SingPost's turnaround may take up to three years: analyst

Its underperforming US e-commerce units will continue to weigh on performance.

It may take Singapore Post (SingPost) two to three years to overcome higher operating costs, and turn a profit, despite its dedicated cost-cutting and digitisation initiatives, a report by DBS Equity Research revealed.

Despite its revenue edging up 2.9% YoY from $1.51b to $1.56b thanks to growth in its post & parcel and property segments, SingPost’s profits sank into the red after profits plummeted 86% YoY to $18.96m in FY2018/2019 from $135.5m in FY2017/2018. Its weak performance was blamed on total exceptional losses in Q4, comprising largely of a one-off $98.7m impairment charge of its loss-making US businesses TradeGlobal and Jagged Peak.

Also read: SingPost's profits plunged 86% to $18.96m in FY2018/2019

The firm also struggled to make meaningful operating profits from the logistics segment largely due to competitive pressures which resulted in tight operating margins. Revenue from the logistics division dipped 0.3% despite the group’s freight forwarding business recording higher revenue due to an increase in freight rates.

“Competition in Hong Kong is also intense, and this trend may continue in the short term,” DBS analyst Rui Wen noted.

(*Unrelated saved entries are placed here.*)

//! Storage backend interface.
//!
//! The benchmark talks to storage through `StorageEngine`: declare a schema
//! once, then open a target per step (writer) or once (reader). Methods are
//! selected by name at run time:
//!
//! - `POSIX`: a directory of per-rank data and index files
//! - `NULL`: accepts and discards writes

pub mod null;
pub mod posix;

use std::collections::BTreeMap;
use std::fmt;
use std::ops::Range;
use std::sync::Arc;
use std::time::Duration;

use crate::comm::Communicator;
use crate::error::{BenchError, Result};

pub use null::NullEngine;
pub use posix::PosixEngine;

/// Scalar: global array length.
pub const GLOBAL_LEN: &str = "gnx";
/// Scalar: offset of this rank's block.
pub const OFFSET: &str = "offs";
/// Scalar: length of this rank's block.
pub const LOCAL_COUNT: &str = "nx";
/// Array: the synthetic payload.
pub const PAYLOAD: &str = "x";

/// How a write target is opened.
#[derive(Debug, Clone, Copy, PartialEq, Eq)]
pub enum OpenMode {
    /// Start the target from scratch.
    Create,
    /// Add a step after the ones already stored.
    Append,
}

impl fmt::Display for OpenMode {
    fn fmt(&self, f: &mut fmt::Formatter<'_>) -> fmt::Result {
        match self {
            OpenMode::Create => write!(f, "create"),
            OpenMode::Append => write!(f, "append"),
        }
    }
}

#[derive(Debug, Clone, PartialEq, Eq)]
pub enum FieldKind {
    Scalar,
    /// An `i32` block sized by `count`, placed at `offset` in a `global`
    /// sized array. Each names a scalar written in the same step.
    Array {
        count: String,
        global: String,
        offset: String,
    },
}

#[derive(Debug, Clone, PartialEq, Eq)]
pub struct FieldDecl {
    pub name: String,
    pub kind: FieldKind,
}

/// The set of variables a writer may put in each step.
#[derive(Debug, Clone, PartialEq, Eq, Default)]
pub struct Schema {
    pub fields: Vec<FieldDecl>,
}

impl Schema {
    /// Global length, offset, local count and the payload array.
    pub fn benchmark() -> Self {
        let scalar = |name: &str| FieldDecl {
            name: name.to_string(),
            kind: FieldKind::Scalar,
        };
        Self {
            fields: vec![
                scalar(GLOBAL_LEN),
                scalar(OFFSET),
                scalar(LOCAL_COUNT),
                FieldDecl {
                    name: PAYLOAD.to_string(),
                    kind: FieldKind::Array {
                        count: LOCAL_COUNT.to_string(),
                        global: GLOBAL_LEN.to_string(),
                        offset: OFFSET.to_string(),
                    },
                },
            ],
        }
    }

    pub fn field(&self, name: &str) -> Option<&FieldKind> {
        self.fields.iter().find(|f| f.name == name).map(|f| &f.kind)
    }
}

/// Contiguous range of the (one-dimensional) global array.
#[derive(Debug, Clone, Copy, PartialEq, Eq)]
pub struct Selection {
    pub offset: u64,
    pub count: u64,
}

impl Selection {
    pub fn end(&self) -> u64 {
        self.offset + self.count
    }
}

/// Where a written block sits in the global array.
#[derive(Debug, Clone, Copy, PartialEq, Eq)]
pub struct Placement {
    pub global: u64,
    pub offset: u64,
    pub count: u64,
}

/// Result of inquiring a variable.
#[derive(Debug, Clone, Copy, PartialEq, Eq)]
pub struct VarInfo {
    /// First-step value for scalars, `None` for arrays.
    pub value: Option<u64>,
    pub step_count: u32,
}

/// Handle to one scheduled read inside a `ReadBatch`.
#[derive(Debug, Clone, Copy, PartialEq, Eq)]
pub struct ReadId(pub(crate) usize);

/// Buffers filled by `ReadHandle::perform_reads`, laid out `[step][element]`.
#[derive(Debug, Default)]
pub struct ReadBatch {
    buffers: Vec<Option<Vec<i32>>>,
}

impl ReadBatch {
    pub(crate) fn new(buffers: Vec<Vec<i32>>) -> Self {
        Self {
            buffers: buffers.into_iter().map(Some).collect(),
        }
    }

    /// Take the buffer of a scheduled read.
    pub fn take(&mut self, id: ReadId) -> Result<Vec<i32>> {
        self.buffers
            .get_mut(id.0)
            .and_then(Option::take)
            .ok_or_else(|| BenchError::Transfer(format!("no buffer for read #{}", id.0)))
    }
}

/// A target opened for writing one step.
pub trait WriteHandle {
    fn put_scalar(&mut self, name: &str, value: u64) -> Result<()>;

    /// Hand an array block to the backend. Its dimensions must have been
    /// put earlier in the same step.
    fn put_array(&mut self, name: &str, data: &[i32]) -> Result<()>;

    /// Finish the step; `sync` forces data to stable storage first.
    fn close(self: Box<Self>, sync: bool) -> Result<()>;
}

/// A target opened for reading.
pub trait ReadHandle {
    fn inquire(&self, name: &str) -> Result<VarInfo>;

    /// Queue a read of `selection` of `name` for `steps`.
    fn schedule_read(
        &mut self,
        name: &str,
        selection: Selection,
        steps: Range<u32>,
    ) -> Result<ReadId>;

    /// Execute every queued read.
    fn perform_reads(&mut self) -> Result<ReadBatch>;

    fn close(self: Box<Self>) -> Result<()>;
}

/// A transfer method.
pub trait StorageEngine {
    /// Method name as given on the command line.
    fn method(&self) -> &'static str;

    /// Declare the variables written each step. Must precede `open_write`.
    fn declare(&mut self, schema: Schema) -> Result<()>;

    /// Open `target` for one step. Collective over `comm`.
    fn open_write(
        &self,
        target: &str,
        mode: OpenMode,
        comm: &dyn Communicator,
    ) -> Result<Box<dyn WriteHandle>>;

    /// Open `target` for reading, waiting up to `timeout` for it to appear.
    fn open_read(
        &self,
        target: &str,
        comm: &dyn Communicator,
        timeout: Option<Duration>,
    ) -> Result<Box<dyn ReadHandle>>;
}

/// Resolve a method name (case-insensitive) to an engine.
pub fn select(method: &str, params: &str) -> Result<Box<dyn StorageEngine>> {
    let params = parse_params(params);
    match method.to_ascii_uppercase().as_str() {
        "POSIX" => Ok(Box::new(PosixEngine::new(&params)?)),
        "NULL" => Ok(Box::new(NullEngine::new(&params))),
        other => Err(BenchError::Config(format!(
            "unknown transfer method '{other}' (expected POSIX or NULL)"
        ))),
    }
}

/// Split a backend parameter string into `key=value` pairs.
///
/// Pairs are separated by `,` or `;`; a bare key gets an empty value.
pub fn parse_params(params: &str) -> Vec<(String, String)> {
    params
        .split([',', ';'])
        .map(str::trim)
        .filter(|p| !p.is_empty())
        .map(|p| match p.split_once('=') {
            Some((k, v)) => (k.trim().to_ascii_lowercase(), v.trim().to_string()),
            None => (p.to_ascii_lowercase(), String::new()),
        })
        .collect()
}

/// Validates one step's puts against the declared schema.
#[derive(Debug)]
pub(crate) struct StepWrites {
    schema: Arc<Schema>,
    scalars: BTreeMap<String, u64>,
}

impl StepWrites {
    pub(crate) fn new(schema: Arc<Schema>) -> Self {
        Self {
            schema,
            scalars: BTreeMap::new(),
        }
    }

    pub(crate) fn put_scalar(&mut self, name: &str, value: u64) -> Result<()> {
        match self.schema.field(name) {
            Some(FieldKind::Scalar) => {
                self.scalars.insert(name.to_string(), value);
                Ok(())
            }
            Some(FieldKind::Array { .. }) => Err(BenchError::Transfer(format!(
                "'{name}' is an array, not a scalar"
            ))),
            None => Err(BenchError::Transfer(format!("undeclared variable '{name}'"))),
        }
    }

    /// Resolve the block's placement and check its length.
    pub(crate) fn put_array(&self, name: &str, len: usize) -> Result<Placement> {
        let Some(FieldKind::Array {
            count,
            global,
            offset,
        }) = self.schema.field(name)
        else {
            return Err(BenchError::Transfer(format!(
                "'{name}' is not a declared array"
            )));
        };

        let dim = |dim: &str| {
            self.scalars.get(dim).copied().ok_or_else(|| {
                BenchError::Transfer(format!(
                    "dimension '{dim}' of '{name}' must be written before it"
                ))
            })
        };
        let placement = Placement {
            global: dim(global)?,
            offset: dim(offset)?,
            count: dim(count)?,
        };

        if placement.count != len as u64 {
            return Err(BenchError::Transfer(format!(
                "'{name}' block has {len} elements but '{count}' is {}",
                placement.count
            )));
        }
        if placement.offset + placement.count > placement.global {
            return Err(BenchError::Transfer(format!(
                "'{name}' block [{}, {}) exceeds global length {}",
                placement.offset,
                placement.offset + placement.count,
                placement.global
            )));
        }
        Ok(placement)
    }

    pub(crate) fn scalars(&self) -> &BTreeMap<String, u64> {
        &self.scalars
    }
}

pub(crate) fn require_schema(schema: &Option<Arc<Schema>>) -> Result<Arc<Schema>> {
    schema
        .clone()
        .ok_or_else(|| BenchError::Config("no schema declared before open".into()))
}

SingPost announced several initiatives, including increasing its delivery workforce and enhancing remuneration to improve its service levels, and ceasing performing non-contract businesses such as ad-mail, as management aims to realign priorities.

In March 2019, SingPost was fined $300,000 by the Infocomm Media Development Authority (IMDA) for failing to meet the postal Quality of Service (QoS) standards for delivery of local basic letters, registered basic letters and international basic letters in 2018.

Also read: SingPost fined $300,000 for dismal delivery service

“We expect such permanent expenses to continue weighing on its postal margins, against operating synergies from integration of its domestic post and parcel divisions,” Wen noted.

DBS Research further added that SingPost’s e-commerce segment’s operating losses are slated to continue until the firm completely exits the US market. Following a strategic review of the US businesses, SingPost announced on 4 April that it would sell Jagged Peak and TradeGlobal to refocus its efforts on Southeast Asia and Asia Pacific.

This sentiment was echoed by CGS-CIMB analyst Yi Sin Ngoh, who noted that the $9.9m provision allocated by SingPost for headcount rightsizing, closure of underperforming functions, and asset consolidation could contain US operating losses until sale completion.

In FY2018/2019, SingPost’s e-commerce revenue declined 0.3% for the full year, as the group continued to face challenges in the US amidst intensifying competitive and cost pressures and increasing customer bankruptcies in the industry. Loss on operating activities widened to $51.9m for the full year.

“According to management, there are a number of parties who have indicated interest for the US businesses’ sale,” Wen revealed. “We expect the sale to be conducted before FY2021.”